■ Problem to solve ■
Return the data that follows exactly. Include every line.

^^^^^^^^^^^^^^^^

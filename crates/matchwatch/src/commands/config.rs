use matchwatch_core::{Category, WatchConfig};
use std::path::Path;

use super::load_config;

/// Roster per category. Webhook URLs are secrets and never printed.
fn describe(config: &WatchConfig) -> String {
    let mut lines = vec![
        format!("Region: {}", config.region),
        format!(
            "Poll interval: {}s, concurrency {}",
            config.poll_interval_secs, config.max_concurrency
        ),
        format!(
            "History: {} match(es) per player for {}s",
            config.history_capacity, config.history_ttl_secs
        ),
    ];

    for category in Category::ALL {
        let players: Vec<_> = config
            .players
            .iter()
            .filter(|player| player.category == category)
            .collect();
        let channel = if config.channel(category).is_some() {
            "channel configured"
        } else {
            "no channel"
        };
        lines.push(format!("{} ({}, {})", category, players.len(), channel));
        for player in players {
            lines.push(format!("  {}", player.display_name()));
        }
    }
    lines.join("\n")
}

pub fn run(config_path: Option<&Path>) -> anyhow::Result<()> {
    let config = load_config(config_path)?;
    println!("{}", describe(&config));
    Ok(())
}
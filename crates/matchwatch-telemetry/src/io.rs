//! JSONL append/read and atomic writes

use serde::{Deserialize, Serialize};
use std::fs::{File, OpenOptions};
use std::io::{BufRead, BufReader, Write};
use std::path::Path;
use tempfile::NamedTempFile;
use tracing::debug;

/// Append one record as a JSON line, creating parent directories
pub fn append_jsonl<T: Serialize>(path: &Path, record: &T) -> std::io::Result<()> {
    if let Some(parent) = path.parent() {
        std::fs::create_dir_all(parent)?;
    }

    let json = serde_json::to_string(record)?;
    let mut file = OpenOptions::new().create(true).append(true).open(path)?;
    writeln!(file, "{}", json)?;
    Ok(())
}

/// Read every well-formed record; a missing file reads as empty
pub fn read_jsonl<T: for<'de> Deserialize<'de>>(path: &Path) -> std::io::Result<Vec<T>> {
    if !path.exists() {
        return Ok(Vec::new());
    }

    let reader = BufReader::new(File::open(path)?);
    let mut records = Vec::new();

    for (index, line) in reader.lines().enumerate() {
        let line = line?;
        if line.trim().is_empty() {
            continue;
        }
        match serde_json::from_str(&line) {
            Ok(record) => records.push(record),
            Err(err) => debug!(line = index + 1, error = %err, "Skipping malformed journal line"),
        }
    }

    Ok(records)
}

/// Write through a uniquely named temp file in the target directory, then
/// rename it into place. Concurrent writers never share a temp file.
pub fn atomic_write(path: &Path, data: &[u8]) -> std::io::Result<()> {
    let dir = match path.parent() {
        Some(parent) if !parent.as_os_str().is_empty() => parent,
        _ => Path::new("."),
    };
    std::fs::create_dir_all(dir)?;

    let mut temp = NamedTempFile::new_in(dir)?;
    temp.write_all(data)?;
    temp.as_file().sync_all()?;
    temp.persist(path)?;
    Ok(())
}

^^^^^^^^^^^^^^^^

■ Written answer ■
filename crates/matchwatch/src/commands/config.rs
use matchwatch_core::{Category, WatchConfig};
use std::path::Path;

use super::load_config;

/// Roster per category. Webhook URLs are secrets and never printed.
fn describe(config: &WatchConfig) -> String {
    let mut lines = vec![
        format!("Region: {}", config.region),
        format!(
            "Poll interval: {}s, concurrency {}",
            config.poll_interval_secs, config.max_concurrency
        ),
        format!(
            "History: {} match(es) per player for {}s",
            config.history_capacity, config.history_ttl_secs
        ),
    ];

    for category in Category::ALL {
        let players: Vec<_> = config
            .players
            .iter()
            .filter(|player| player.category == category)
            .collect();
        let channel = if config.channel(category).is_some() {
            "channel configured"
        } else {
            "no channel"
        };
        lines.push(format!("{} ({}, {})", category, players.len(), channel));
        for player in players {
            lines.push(format!("  {}", player.display_name()));
        }
    }
    lines.join("\n")
}

pub fn run(config_path: Option<&Path>) -> anyhow::Result<()> {
    let config = load_config(config_path)?;
    println!("{}", describe(&config));
    Ok(())
}
filename crates/matchwatch-telemetry/src/io.rs
//! JSONL append/read and atomic writes

use serde::{Deserialize, Serialize};
use std::fs::{File, OpenOptions};
use std::io::{BufRead, BufReader, Write};
use std::path::Path;
use tempfile::NamedTempFile;
use tracing::debug;

/// Append one record as a JSON line, creating parent directories
pub fn append_jsonl<T: Serialize>(path: &Path, record: &T) -> std::io::Result<()> {
    if let Some(parent) = path.parent() {
        std::fs::create_dir_all(parent)?;
    }

    let json = serde_json::to_string(record)?;
    let mut file = OpenOptions::new().create(true).append(true).open(path)?;
    writeln!(file, "{}", json)?;
    Ok(())
}

/// Read every well-formed record; a missing file reads as empty
pub fn read_jsonl<T: for<'de> Deserialize<'de>>(path: &Path) -> std::io::Result<Vec<T>> {
    if !path.exists() {
        return Ok(Vec::new());
    }

    let reader = BufReader::new(File::open(path)?);
    let mut records = Vec::new();

    for (index, line) in reader.lines().enumerate() {
        let line = line?;
        if line.trim().is_empty() {
            continue;
        }
        match serde_json::from_str(&line) {
            Ok(record) => records.push(record),
            Err(err) => debug!(line = index + 1, error = %err, "Skipping malformed journal line"),
        }
    }

    Ok(records)
}

/// Write through a uniquely named temp file in the target directory, then
/// rename it into place. Concurrent writers never share a temp file.
pub fn atomic_write(path: &Path, data: &[u8]) -> std::io::Result<()> {
    let dir = match path.parent() {
        Some(parent) if !parent.as_os_str().is_empty() => parent,
        _ => Path::new("."),
    };
    std::fs::create_dir_all(dir)?;

    let mut temp = NamedTempFile::new_in(dir)?;
    temp.write_all(data)?;
    temp.as_file().sync_all()?;
    temp.persist(path)?;
    Ok(())
}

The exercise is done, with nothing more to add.